Activity: Print the records below exactly, leaving out nothing.

Supplied material:
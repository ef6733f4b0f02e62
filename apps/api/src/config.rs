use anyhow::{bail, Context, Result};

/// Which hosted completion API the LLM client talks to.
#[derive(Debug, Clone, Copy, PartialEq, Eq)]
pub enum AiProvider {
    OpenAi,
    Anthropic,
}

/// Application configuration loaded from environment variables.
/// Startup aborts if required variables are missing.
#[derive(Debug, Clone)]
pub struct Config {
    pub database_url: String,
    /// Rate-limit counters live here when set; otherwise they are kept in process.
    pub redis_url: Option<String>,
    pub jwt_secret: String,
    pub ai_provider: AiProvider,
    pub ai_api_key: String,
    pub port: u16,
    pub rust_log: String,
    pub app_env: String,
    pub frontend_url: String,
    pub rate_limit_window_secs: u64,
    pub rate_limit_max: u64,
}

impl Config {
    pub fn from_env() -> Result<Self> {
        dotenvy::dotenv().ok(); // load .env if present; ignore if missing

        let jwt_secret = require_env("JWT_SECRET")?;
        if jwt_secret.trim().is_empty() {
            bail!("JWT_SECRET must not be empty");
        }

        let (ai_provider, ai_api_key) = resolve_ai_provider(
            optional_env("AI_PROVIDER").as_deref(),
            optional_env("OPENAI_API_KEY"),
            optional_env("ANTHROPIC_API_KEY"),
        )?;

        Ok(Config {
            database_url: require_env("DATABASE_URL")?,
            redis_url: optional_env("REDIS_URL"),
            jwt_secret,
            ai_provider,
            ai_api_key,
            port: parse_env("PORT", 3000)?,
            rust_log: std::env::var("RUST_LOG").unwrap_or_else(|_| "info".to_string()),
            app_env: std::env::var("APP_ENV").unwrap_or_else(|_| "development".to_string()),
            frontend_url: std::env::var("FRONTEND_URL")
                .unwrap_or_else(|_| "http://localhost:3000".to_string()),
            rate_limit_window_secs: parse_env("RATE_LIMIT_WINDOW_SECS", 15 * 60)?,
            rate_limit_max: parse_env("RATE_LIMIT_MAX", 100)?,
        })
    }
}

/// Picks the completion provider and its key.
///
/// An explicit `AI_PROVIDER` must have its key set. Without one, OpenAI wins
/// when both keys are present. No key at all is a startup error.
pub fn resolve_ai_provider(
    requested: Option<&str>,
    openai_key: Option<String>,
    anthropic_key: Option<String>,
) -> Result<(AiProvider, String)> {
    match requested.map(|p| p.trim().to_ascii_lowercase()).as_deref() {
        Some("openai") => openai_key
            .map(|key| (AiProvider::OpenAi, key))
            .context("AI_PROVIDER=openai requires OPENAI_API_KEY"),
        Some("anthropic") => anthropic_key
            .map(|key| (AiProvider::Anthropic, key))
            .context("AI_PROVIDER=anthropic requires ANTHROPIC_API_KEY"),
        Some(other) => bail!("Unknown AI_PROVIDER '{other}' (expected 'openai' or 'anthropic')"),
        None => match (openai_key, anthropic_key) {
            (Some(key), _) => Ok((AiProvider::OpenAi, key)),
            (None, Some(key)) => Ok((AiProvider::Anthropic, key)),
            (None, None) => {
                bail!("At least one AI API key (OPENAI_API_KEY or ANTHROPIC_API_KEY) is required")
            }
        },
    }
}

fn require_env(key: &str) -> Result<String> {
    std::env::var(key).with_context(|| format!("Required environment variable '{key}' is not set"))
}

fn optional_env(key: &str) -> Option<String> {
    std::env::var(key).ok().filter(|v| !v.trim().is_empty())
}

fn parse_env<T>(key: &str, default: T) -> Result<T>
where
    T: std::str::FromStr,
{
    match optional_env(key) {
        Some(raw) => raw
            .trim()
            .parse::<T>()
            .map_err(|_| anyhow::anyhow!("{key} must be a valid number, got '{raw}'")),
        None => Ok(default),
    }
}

Solution below:
repository ef6733f4b0f02e62
filename apps/api/src/config.rs
use anyhow::{bail, Context, Result};

/// Which hosted completion API the LLM client talks to.
#[derive(Debug, Clone, Copy, PartialEq, Eq)]
pub enum AiProvider {
    OpenAi,
    Anthropic,
}

/// Application configuration loaded from environment variables.
/// Startup aborts if required variables are missing.
#[derive(Debug, Clone)]
pub struct Config {
    pub database_url: String,
    /// Rate-limit counters live here when set; otherwise they are kept in process.
    pub redis_url: Option<String>,
    pub jwt_secret: String,
    pub ai_provider: AiProvider,
    pub ai_api_key: String,
    pub port: u16,
    pub rust_log: String,
    pub app_env: String,
    pub frontend_url: String,
    pub rate_limit_window_secs: u64,
    pub rate_limit_max: u64,
}

impl Config {
    pub fn from_env() -> Result<Self> {
        dotenvy::dotenv().ok(); // load .env if present; ignore if missing

        let jwt_secret = require_env("JWT_SECRET")?;
        if jwt_secret.trim().is_empty() {
            bail!("JWT_SECRET must not be empty");
        }

        let (ai_provider, ai_api_key) = resolve_ai_provider(
            optional_env("AI_PROVIDER").as_deref(),
            optional_env("OPENAI_API_KEY"),
            optional_env("ANTHROPIC_API_KEY"),
        )?;

        Ok(Config {
            database_url: require_env("DATABASE_URL")?,
            redis_url: optional_env("REDIS_URL"),
            jwt_secret,
            ai_provider,
            ai_api_key,
            port: parse_env("PORT", 3000)?,
            rust_log: std::env::var("RUST_LOG").unwrap_or_else(|_| "info".to_string()),
            app_env: std::env::var("APP_ENV").unwrap_or_else(|_| "development".to_string()),
            frontend_url: std::env::var("FRONTEND_URL")
                .unwrap_or_else(|_| "http://localhost:3000".to_string()),
            rate_limit_window_secs: parse_env("RATE_LIMIT_WINDOW_SECS", 15 * 60)?,
            rate_limit_max: parse_env("RATE_LIMIT_MAX", 100)?,
        })
    }
}

/// Picks the completion provider and its key.
///
/// An explicit `AI_PROVIDER` must have its key set. Without one, OpenAI wins
/// when both keys are present. No key at all is a startup error.
pub fn resolve_ai_provider(
    requested: Option<&str>,
    openai_key: Option<String>,
    anthropic_key: Option<String>,
) -> Result<(AiProvider, String)> {
    match requested.map(|p| p.trim().to_ascii_lowercase()).as_deref() {
        Some("openai") => openai_key
            .map(|key| (AiProvider::OpenAi, key))
            .context("AI_PROVIDER=openai requires OPENAI_API_KEY"),
        Some("anthropic") => anthropic_key
            .map(|key| (AiProvider::Anthropic, key))
            .context("AI_PROVIDER=anthropic requires ANTHROPIC_API_KEY"),
        Some(other) => bail!("Unknown AI_PROVIDER '{other}' (expected 'openai' or 'anthropic')"),
        None => match (openai_key, anthropic_key) {
            (Some(key), _) => Ok((AiProvider::OpenAi, key)),
            (None, Some(key)) => Ok((AiProvider::Anthropic, key)),
            (None, None) => {
                bail!("At least one AI API key (OPENAI_API_KEY or ANTHROPIC_API_KEY) is required")
            }
        },
    }
}

fn require_env(key: &str) -> Result<String> {
    std::env::var(key).with_context(|| format!("Required environment variable '{key}' is not set"))
}

fn optional_env(key: &str) -> Option<String> {
    std::env::var(key).ok().filter(|v| !v.trim().is_empty())
}

fn parse_env<T>(key: &str, default: T) -> Result<T>
where
    T: std::str::FromStr,
{
    match optional_env(key) {
        Some(raw) => raw
            .trim()
            .parse::<T>()
            .map_err(|_| anyhow::anyhow!("{key} must be a valid number, got '{raw}'")),
        None => Ok(default),
    }
}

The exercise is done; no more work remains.